··· Extracted records ···

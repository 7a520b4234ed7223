use parking_lot::{Condvar, Mutex};
use std::sync::Arc;
use std::time::{Duration, Instant};

/// A set-once result latch bridging reactor-side completion to caller-side
/// bounded waits.
///
/// The reactor task calls [`Completion::set`] exactly once; any number of
/// caller threads can [`Completion::wait`] with the three-way timeout
/// contract (`None` = block, `Some(ZERO)` = never block, `Some(d)` = bounded).
/// Waits use a condition variable keyed by a deadline, never a spin loop.
#[derive(Debug)]
pub(crate) struct Completion<T> {
  state: Mutex<Option<T>>,
  cv: Condvar,
}

pub(crate) type SharedCompletion<T> = Arc<Completion<T>>;

impl<T: Clone> Completion<T> {
  pub fn new() -> SharedCompletion<T> {
    Arc::new(Self {
      state: Mutex::new(None),
      cv: Condvar::new(),
    })
  }

  /// Stores the result and wakes all waiters. The first set wins; later
  /// calls are ignored so a late-resolving task cannot clobber an outcome
  /// someone already observed.
  pub fn set(&self, value: T) {
    let mut guard = self.state.lock();
    if guard.is_none() {
      *guard = Some(value);
      self.cv.notify_all();
    }
  }

  /// Returns the result if already set, without blocking.
  pub fn try_get(&self) -> Option<T> {
    self.state.lock().clone()
  }

  pub fn is_done(&self) -> bool {
    self.state.lock().is_some()
  }

  /// Waits for the result under the socket timeout contract. Returns `None`
  /// on expiry. Spurious wakeups are retried against the deadline and never
  /// surface to callers.
  pub fn wait(&self, timeout: Option<Duration>) -> Option<T> {
    let mut guard = self.state.lock();
    match timeout {
      None => {
        while guard.is_none() {
          self.cv.wait(&mut guard);
        }
        guard.clone()
      }
      Some(d) if d.is_zero() => guard.clone(),
      Some(d) => {
        let deadline = Instant::now() + d;
        while guard.is_none() {
          if self.cv.wait_until(&mut guard, deadline).timed_out() {
            return guard.clone();
          }
        }
        guard.clone()
      }
    }
  }
}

···

→ **What needs to be done**: Could you write out, unchanged, the line with "pub fn wait(&self, timeout: Option<Duration>)" and every line after it in the data above?

→ **Solution to the exercise**:
  pub fn wait(&self, timeout: Option<Duration>) -> Option<T> {
    let mut guard = self.state.lock();
    match timeout {
      None => {
        while guard.is_none() {
          self.cv.wait(&mut guard);
        }
        guard.clone()
      }
      Some(d) if d.is_zero() => guard.clone(),
      Some(d) => {
        let deadline = Instant::now() + d;
        while guard.is_none() {
          if self.cv.wait_until(&mut guard, deadline).timed_out() {
            return guard.clone();
          }
        }
        guard.clone()
      }
    }
  }
}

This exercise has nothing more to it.